Driving the implementation and adoption of parametric insurance will require cooperation at the systems level through complementing solutions. A wide range of stakeholders have a vital role in the acceleration and scale of suitable low-cost and acceptable parametric insurance solutions, particularly for smallholder producers. Such stakeholders include governments, insurers, reinsurers, weather and satellite data providers, InsurTechs and AgTechs, philanthropic organizations, and multilateral institutions. Catalytic capital from global climate change funds, such as the Green Climate Fund, Global Environment Facility, the Adaptation Fund, programs such as the Global Shield Against Climate Risks, and from other risk capital, will help insurance companies develop parametric insurance products through available meteorological data, climate risk models, and technology.
Parametric insurance solutions can achieve outcomes that are not possible with conventional insurance products. Equally importantly, inclusive parametric insurance products can enhance the resilience of smallholders against the vagaries of climate change. Parametric insurance solutions can complement traditional insurance programs. Together, they can push the envelope of insurability.

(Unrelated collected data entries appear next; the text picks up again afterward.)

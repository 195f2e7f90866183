//! Template synthesis: a complete answer set in, one structured text document out.
//!
//! The document is assembled from an ordered table of sections. Each section
//! has an inclusion condition and a renderer, and sections are evaluated in
//! table order, so ordering and optionality can be tested section by section.
//!
//! Synthesis is pure and deterministic: the same answers always produce the
//! same bytes. No timestamps, randomness or locale-dependent formatting.

mod document;
pub mod fields;
mod sections;

#[cfg(test)]
mod tests;

pub use document::GeneratedDocument;
pub use sections::{ExamplesPolicy, SECTIONS, Section};

use crate::answer::AnswerSet;
use crate::question::Question;

/// Renders answer sets into prompt template documents.
#[derive(Debug, Clone, Copy, Default)]
pub struct TemplateSynthesizer;

impl TemplateSynthesizer {
    pub fn new() -> Self {
        Self
    }

    /// Question ids this synthesizer reads unconditionally.
    ///
    /// A question list used with it must contain all of them.
    pub fn required_fields(&self) -> &'static [&'static str] {
        fields::REQUIRED
    }

    /// Render a complete answer set.
    ///
    /// `answers` must hold one entry per question in `questions`; calling this
    /// with an incomplete set is a programming error.
    pub fn synthesize(&self, answers: &AnswerSet, questions: &[Question]) -> GeneratedDocument {
        debug_assert!(
            questions.iter().all(|q| answers.contains_key(&q.id)),
            "synthesize called with an incomplete answer set"
        );

        let mut out = String::new();
        for section in SECTIONS {
            if (section.include)(answers) {
                (section.render)(answers, &mut out);
            }
        }
        GeneratedDocument::new(out)
    }
}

Therefore, governments, development agencies, insurers, AgTechs, InsurTechs, and other stakeholders need to collaborate effectively to develop and strengthen parametric insurance products and enabling technologies and infrastructure. Community-level influencers such as progressive farmers, village leaders, and social workers have a vital role in creating awareness among smallholders, overcoming their fears and myths, marketing insurance, and driving demand and usage. Communities, too, need to be an integral part of a multi-stakeholder and systems-driven approach to make insurance inclusive.